Check every line of the listing below for the word "increment" and give the number of lines where it appears, with nothing added.
○ ○ ○
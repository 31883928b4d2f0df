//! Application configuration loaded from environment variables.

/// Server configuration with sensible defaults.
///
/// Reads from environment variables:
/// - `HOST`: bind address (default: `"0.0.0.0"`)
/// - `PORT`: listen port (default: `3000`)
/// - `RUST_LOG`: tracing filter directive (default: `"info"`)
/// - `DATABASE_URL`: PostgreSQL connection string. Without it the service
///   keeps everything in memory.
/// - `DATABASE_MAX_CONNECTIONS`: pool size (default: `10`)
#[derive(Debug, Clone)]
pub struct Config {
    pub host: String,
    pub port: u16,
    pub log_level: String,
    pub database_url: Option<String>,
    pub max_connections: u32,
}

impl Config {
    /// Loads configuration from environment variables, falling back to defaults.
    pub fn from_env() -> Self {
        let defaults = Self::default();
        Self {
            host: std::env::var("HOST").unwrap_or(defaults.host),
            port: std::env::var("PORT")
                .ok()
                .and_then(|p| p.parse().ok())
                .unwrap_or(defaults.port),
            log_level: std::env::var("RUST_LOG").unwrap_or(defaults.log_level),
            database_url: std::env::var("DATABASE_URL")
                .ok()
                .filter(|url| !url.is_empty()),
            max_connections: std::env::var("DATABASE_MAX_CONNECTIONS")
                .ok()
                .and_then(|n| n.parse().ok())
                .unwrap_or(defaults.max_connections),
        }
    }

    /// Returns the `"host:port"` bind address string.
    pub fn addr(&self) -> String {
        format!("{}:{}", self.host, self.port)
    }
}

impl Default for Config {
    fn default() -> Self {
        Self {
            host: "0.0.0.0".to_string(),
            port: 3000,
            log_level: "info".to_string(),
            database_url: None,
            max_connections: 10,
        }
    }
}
○ ○ ○
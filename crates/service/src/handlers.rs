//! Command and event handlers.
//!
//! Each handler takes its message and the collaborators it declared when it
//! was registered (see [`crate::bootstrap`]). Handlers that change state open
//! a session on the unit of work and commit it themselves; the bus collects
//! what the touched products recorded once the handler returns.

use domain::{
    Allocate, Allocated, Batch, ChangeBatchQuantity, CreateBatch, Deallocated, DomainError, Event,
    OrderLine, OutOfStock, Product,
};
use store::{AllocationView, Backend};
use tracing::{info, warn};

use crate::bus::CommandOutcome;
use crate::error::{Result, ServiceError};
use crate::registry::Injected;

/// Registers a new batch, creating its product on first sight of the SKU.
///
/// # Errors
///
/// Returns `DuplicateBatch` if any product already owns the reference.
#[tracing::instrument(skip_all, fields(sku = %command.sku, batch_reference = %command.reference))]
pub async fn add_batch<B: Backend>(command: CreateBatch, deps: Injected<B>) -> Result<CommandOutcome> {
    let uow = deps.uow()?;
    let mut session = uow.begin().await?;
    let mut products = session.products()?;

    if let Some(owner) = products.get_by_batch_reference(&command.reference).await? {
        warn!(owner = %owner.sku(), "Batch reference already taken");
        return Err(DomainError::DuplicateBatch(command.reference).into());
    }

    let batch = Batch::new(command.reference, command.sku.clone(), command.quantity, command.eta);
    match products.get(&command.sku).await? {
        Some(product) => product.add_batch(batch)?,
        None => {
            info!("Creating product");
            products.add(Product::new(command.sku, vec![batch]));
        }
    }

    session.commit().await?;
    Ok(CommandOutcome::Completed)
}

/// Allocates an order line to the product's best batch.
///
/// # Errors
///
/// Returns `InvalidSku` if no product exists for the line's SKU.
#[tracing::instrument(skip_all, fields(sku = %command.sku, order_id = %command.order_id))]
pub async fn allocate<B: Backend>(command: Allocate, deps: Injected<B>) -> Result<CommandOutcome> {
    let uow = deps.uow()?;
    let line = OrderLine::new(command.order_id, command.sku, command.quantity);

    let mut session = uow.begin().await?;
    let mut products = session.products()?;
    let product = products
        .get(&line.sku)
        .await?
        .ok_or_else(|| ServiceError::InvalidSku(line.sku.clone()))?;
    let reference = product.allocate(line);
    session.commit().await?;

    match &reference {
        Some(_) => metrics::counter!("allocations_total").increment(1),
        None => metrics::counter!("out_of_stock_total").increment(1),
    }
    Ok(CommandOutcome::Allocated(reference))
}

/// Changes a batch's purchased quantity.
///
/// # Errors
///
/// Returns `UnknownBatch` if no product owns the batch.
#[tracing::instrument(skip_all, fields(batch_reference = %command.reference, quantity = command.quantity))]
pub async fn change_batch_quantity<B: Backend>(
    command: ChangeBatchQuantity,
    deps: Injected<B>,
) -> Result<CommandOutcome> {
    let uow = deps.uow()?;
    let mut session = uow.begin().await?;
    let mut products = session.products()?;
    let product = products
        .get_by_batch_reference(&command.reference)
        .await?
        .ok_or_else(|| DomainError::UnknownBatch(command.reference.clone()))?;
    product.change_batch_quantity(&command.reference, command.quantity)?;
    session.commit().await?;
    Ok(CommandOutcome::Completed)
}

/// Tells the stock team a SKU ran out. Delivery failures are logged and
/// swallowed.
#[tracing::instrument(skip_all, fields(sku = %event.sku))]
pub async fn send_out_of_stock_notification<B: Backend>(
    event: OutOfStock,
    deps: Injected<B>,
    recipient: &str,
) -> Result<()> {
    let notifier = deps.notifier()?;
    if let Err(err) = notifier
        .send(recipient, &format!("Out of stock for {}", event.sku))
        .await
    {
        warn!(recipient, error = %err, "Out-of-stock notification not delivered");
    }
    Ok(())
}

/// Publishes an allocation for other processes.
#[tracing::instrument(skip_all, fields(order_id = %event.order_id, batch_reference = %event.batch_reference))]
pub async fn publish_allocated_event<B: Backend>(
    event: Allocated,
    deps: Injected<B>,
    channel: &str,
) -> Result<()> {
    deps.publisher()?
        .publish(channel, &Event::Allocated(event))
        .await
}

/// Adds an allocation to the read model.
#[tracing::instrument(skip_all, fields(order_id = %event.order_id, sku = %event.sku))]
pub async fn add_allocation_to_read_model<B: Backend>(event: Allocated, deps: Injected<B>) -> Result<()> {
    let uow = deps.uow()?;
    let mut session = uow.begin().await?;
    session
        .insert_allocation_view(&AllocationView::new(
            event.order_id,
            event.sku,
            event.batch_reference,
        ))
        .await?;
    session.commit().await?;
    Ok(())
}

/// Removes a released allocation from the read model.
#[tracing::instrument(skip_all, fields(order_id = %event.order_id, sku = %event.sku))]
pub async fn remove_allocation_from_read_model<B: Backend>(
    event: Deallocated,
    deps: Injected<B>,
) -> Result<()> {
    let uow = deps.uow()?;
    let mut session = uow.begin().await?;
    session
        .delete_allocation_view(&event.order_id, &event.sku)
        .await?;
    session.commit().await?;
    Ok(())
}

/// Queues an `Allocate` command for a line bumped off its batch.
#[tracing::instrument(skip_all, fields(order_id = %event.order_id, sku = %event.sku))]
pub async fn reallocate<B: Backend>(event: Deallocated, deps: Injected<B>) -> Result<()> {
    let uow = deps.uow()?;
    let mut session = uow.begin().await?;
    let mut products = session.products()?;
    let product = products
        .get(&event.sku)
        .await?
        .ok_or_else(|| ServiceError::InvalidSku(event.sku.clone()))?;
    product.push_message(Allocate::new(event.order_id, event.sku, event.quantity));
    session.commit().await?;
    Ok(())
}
○ ○ ○
#### [Answer to this task]
2